There is a pile of branches collected over several storm cycles and stacked right in view of the back deck. Yesterday it bugged me enough that I moved them, in two parts, to the bigger burn pile in the front acre, out of sight of the house.
First, half of the sticks were lashed together with a piece of new white clothesline rope.
Then the bunch of branches were dragged past the granite marker named Ogum, and past the peonies, deer flies dive bombing the bald spot on top of my head where I was conked with the butt of a pistol when I was a child. On this stick-dragging day I felt like a Biblical Ruth gathering sheaves of grain in the field.
The dirtied rope was untied and the branches cast one at a time to the top of the burn pile.
The reward at the end of this surprisingly fast job was a sampling of black raspberries growing at the edge of the new pile.

Today perhaps I'll tackle the stones.

Sunday, July 29, 2012

Part 4, Colorado

On the third day, after the scary thunder, lightning and torrential rain, we gathered up our wet tents and beat feet downhill. There would be no camping on the ridge this time. No climbing above treeline to stay in another storm like the night before. Gluttons, not fools.
We wanted better shelter where we could dry out.
Mike and I hiked back up to investigate a "cave" we had seen. It was just a black spot on the wall from, what else, more water.
But I was able to use my Ribz, a fancy over-the-shoulder pack to keep snacks close and bandaids closer.
The remainder of the day was a rest day for eating, warming up, napping, drying out, and drinking.
 Next up is Climbing Sheep Mountain.

Saturday, July 28, 2012

Eeew, Eeel

Jim spotted an eel on our beach next to the rock wall.
Taking a picture of an eel in the water is difficult.
Almost as difficult as painting a picture of water using oil on canvas.
 Doesn't mean you can't try.
Kind of makes one hesitate to swim here.

Friday, July 27, 2012

Part 3, Colorado

Group dynamics; who knows how decisions are made? We decide to go on to the highest camp even though it is a couple miles further, it adds a couple miles to our trek tomorrow, it is more exposed, and it is uphill from here. Even now it appears that altitude was fogging our thought process.
It starts raining right when we are the most tired and discouraged. We duck into a grove of pines and wait out the showers.
At camp two, which is beautifully perched beneath high rocks, we miss supper because of thunder, lightning and torrential rain in waves all night long. Mike reads with his vision-sparing red night light in the tent next door. It is comforting and I snap a nonflash photo in one of the storm's lulls.
The next day the sun shows itself and the air is crisp. We pack up, discard the congealed supper, and head downhill while we can, for more substantial cover from the weather.

Thursday, July 26, 2012

Part 2, Colorado

Flowers in bloom on arrival.
Packed up and ready to go.
Day One: Heading to first camp 2.5 miles in.
Looking Up.

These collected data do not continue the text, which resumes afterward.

//! Entity spawn descriptions emitted by generation.

use arcstr::ArcStr;
use glam::DVec2;


/// An entity to be added to the world once the region that produced it becomes active.
/// The entity system itself is an external collaborator, so only the kind and position
/// are known here.
#[derive(Debug, Clone, PartialEq)]
pub struct EntitySpawn {
    /// Identifier of the entity kind, resolved by the entity system.
    pub kind: ArcStr,
    /// Position of the entity, in tile units.
    pub pos: DVec2,
}

impl EntitySpawn {

    #[inline]
    pub fn new(kind: impl Into<ArcStr>, pos: DVec2) -> Self {
        Self { kind: kind.into(), pos }
    }

    /// The tile this entity stands in.
    #[inline]
    pub fn tile_pos(&self) -> glam::IVec2 {
        self.pos.floor().as_ivec2()
    }

}
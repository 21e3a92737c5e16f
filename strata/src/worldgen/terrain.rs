//! Base terrain stage, mapping a height field and two cave fields to tiles and walls.

use glam::{DVec2, IVec2};

use crate::region::REGION_SIZE;
use crate::util::OctaveNoise;
use crate::tile::{self, wall};

use super::{GenContext, GenProvider, GenError, RegionStage, StageFactory};


/// Tiles at or below this height that are above ground are filled with water.
pub const SEA_LEVEL: i32 = 24;
/// Average height of the surface.
pub const SURFACE_BASE: i32 = 32;
/// Maximum distance of the surface from its average height.
pub const SURFACE_AMPLITUDE: f64 = 24.0;
/// Caves below this height are flooded with lava.
pub const LAVA_LEVEL: i32 = -160;

const HEIGHT_SEED: i64 = 0x4E1F_7A11;
const CAVE_DENSITY_SEED: i64 = 0x0CA7_E5D3;
const CAVE_MASK_SEED: i64 = 0x3A5C_0B1D;

/// Minimum depth under the surface for caves to be carved.
const CAVE_MIN_DEPTH: i32 = 6;


/// A layer of the ground, selected by depth under the surface and by absolute height.
struct Layer {
    /// The layer applies while the depth is lower or equal to this value.
    max_depth: i32,
    /// Inclusive range of absolute heights where the layer applies.
    min_y: i32,
    max_y: i32,
    tile: u16,
    wall: u16,
}

/// The ground layers, from the surface downward. The first layer matching both its
/// depth and its height is used.
const LAYERS: &[Layer] = &[
    Layer { max_depth: 0, min_y: SEA_LEVEL, max_y: i32::MAX, tile: tile::GRASS, wall: wall::NONE },
    Layer { max_depth: 3, min_y: i32::MIN, max_y: SEA_LEVEL + 1, tile: tile::SAND, wall: wall::DIRT },
    Layer { max_depth: 4, min_y: i32::MIN, max_y: i32::MAX, tile: tile::DIRT, wall: wall::DIRT },
    Layer { max_depth: 5, min_y: i32::MIN, max_y: SEA_LEVEL - 4, tile: tile::CLAY, wall: wall::DIRT },
    Layer { max_depth: i32::MAX, min_y: -96, max_y: i32::MAX, tile: tile::STONE, wall: wall::STONE },
    Layer { max_depth: i32::MAX, min_y: i32::MIN, max_y: i32::MAX, tile: tile::SLATE, wall: wall::SLATE },
];


/// The noise fields of the terrain. Every query is a pure function of the seed and of
/// absolute coordinates.
pub struct TerrainNoise {
    height: OctaveNoise,
    cave_density: OctaveNoise,
    cave_mask: OctaveNoise,
}

impl TerrainNoise {

    pub fn new(seed: i64) -> Self {
        Self {
            height: OctaveNoise::new_seeded(seed ^ HEIGHT_SEED, 6),
            cave_density: OctaveNoise::new_seeded(seed ^ CAVE_DENSITY_SEED, 4),
            cave_mask: OctaveNoise::new_seeded(seed ^ CAVE_MASK_SEED, 3),
        }
    }

    /// Height of the surface tile in the given column.
    pub fn surface_height(&self, x: i32) -> i32 {
        let noise = self.height.sample_normalized(DVec2::new(x as f64 * 0.006, 0.5));
        SURFACE_BASE + (noise * SURFACE_AMPLITUDE).floor() as i32
    }

    /// Return true if a cave is carved at the given position.
    pub fn is_cave(&self, pos: IVec2) -> bool {
        let mask = self.cave_mask.sample_normalized(pos.as_dvec2() * 0.008);
        if mask < -0.1 {
            return false;
        }
        let density = self.cave_density.sample_normalized(pos.as_dvec2() * DVec2::new(0.03, 0.045));
        density.abs() < 0.06 + mask * 0.08
    }

    /// Compute the tile and the wall at the given position, knowing the surface height
    /// of its column.
    pub fn sample(&self, pos: IVec2, surface: i32) -> (u16, u16) {

        let depth = surface - pos.y;

        if depth < 0 {
            return if pos.y <= SEA_LEVEL { (tile::WATER, wall::NONE) } else { (tile::AIR, wall::NONE) };
        }

        let layer = LAYERS.iter()
            .find(|layer| depth <= layer.max_depth && (layer.min_y..=layer.max_y).contains(&pos.y))
            .unwrap_or(&LAYERS[LAYERS.len() - 1]);

        if depth >= CAVE_MIN_DEPTH && self.is_cave(pos) {
            let fill = if pos.y < LAVA_LEVEL { tile::LAVA } else { tile::AIR };
            return (fill, layer.wall);
        }

        (layer.tile, layer.wall)

    }

}


/// Factory of the terrain stage, the noise tables are rebuilt for each region.
#[derive(Debug, Default)]
pub struct TerrainStageFactory;

impl StageFactory for TerrainStageFactory {
    fn create(&self, cx: &GenContext) -> Box<dyn RegionStage> {
        Box::new(TerrainStage { noise: TerrainNoise::new(cx.seed) })
    }
}

struct TerrainStage {
    noise: TerrainNoise,
}

impl RegionStage for TerrainStage {

    fn generate(&mut self, cx: GenContext, provider: &mut GenProvider) -> Result<(), GenError> {

        let offset = cx.offset();

        for dx in 0..REGION_SIZE as i32 {
            let x = offset.x + dx;
            let surface = self.noise.surface_height(x);
            for dy in 0..REGION_SIZE as i32 {
                let pos = IVec2::new(x, offset.y + dy);
                let (tile_id, wall_id) = self.noise.sample(pos, surface);
                if tile_id != tile::AIR {
                    provider.set_tile_at(pos, tile_id)?;
                }
                if wall_id != wall::NONE {
                    provider.set_wall_at(pos, wall_id)?;
                }
            }
        }

        Ok(())

    }

}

Watching weather.
Camp was set up just in time for the afternoon shower.
It is better to lessen the weight of the pack by eating the heaviest foods first; beans, rice, cookies, things that take the longest to cook thereby burning more fuel in the canister. It is better to have no rain in order to cook the heaviest food first. So we eat the heaviest snacks instead, because it's raining.
There is a fire ban in the wilderness. But it's raining!

Wednesday, July 25, 2012

WhaHa, Pilgrim.

Christmas in July, also known as the Feast of St. James, Santiago de Compostela.
It has been one week since visiting a grocery store. While the cupboards at home are not close to being bare, I miss seeing all that food on shelves and walking by huge stocked refrigerators.  I miss the hubbub. I dream of celebrating the Feast of St. James with a barbeque; hot dogs, corn on the cob, skewers of roasted vegetables, baked beans, potato salad that's never the same twice in a row.
Jim accuses me of trying to fatten him up for his 50th class reunion so that he'll be unattractive to his classmates when he visits Wisconsin in August.
He has been studying his 8th grade graduation picture, going over the faces with a hand lens.
Yesterday he asked that I call him Big Jim. Today it will be Saint James.

Tuesday, July 24, 2012

Cleaning Up

Before the rains came we had a smoky fire to burn up the wood stacked on the patio. The blueberries are ripening on the low bushes on the side of the hill. The thermometer reads 108 degrees in the sun and the fire doesn't make it much hotter. It's a kind of day where you sit in the swing under the shade of an awning and yell at ducks swimming by.

Monday, July 23, 2012

Mt Cabot

This time I remembered the GPS and made a new track of 9.2 miles. The trail started and ended in a two-mile field of head-high ragweed and red raspberries, narrow enough that the trekking poles were a hindrance.
There is always a moment of anticipation and pause at the entrance to the woods and the beginning of the climb. Sometimes it is a question of which stick or stone will leave its mark on me this time. Sometimes it is excitement about what feather will turn up.
It was 11:11 AM when I passed the "no maintenance" spot. This trail from the west has been closed for years. It would have saved a couple of miles. But I suppose landowners at the bottom do not wish to have spitting and smelly hikers traipse across their property.
There is a rough and dirty little cabin near the summit that led me to believe I had made the top. But I was wrong.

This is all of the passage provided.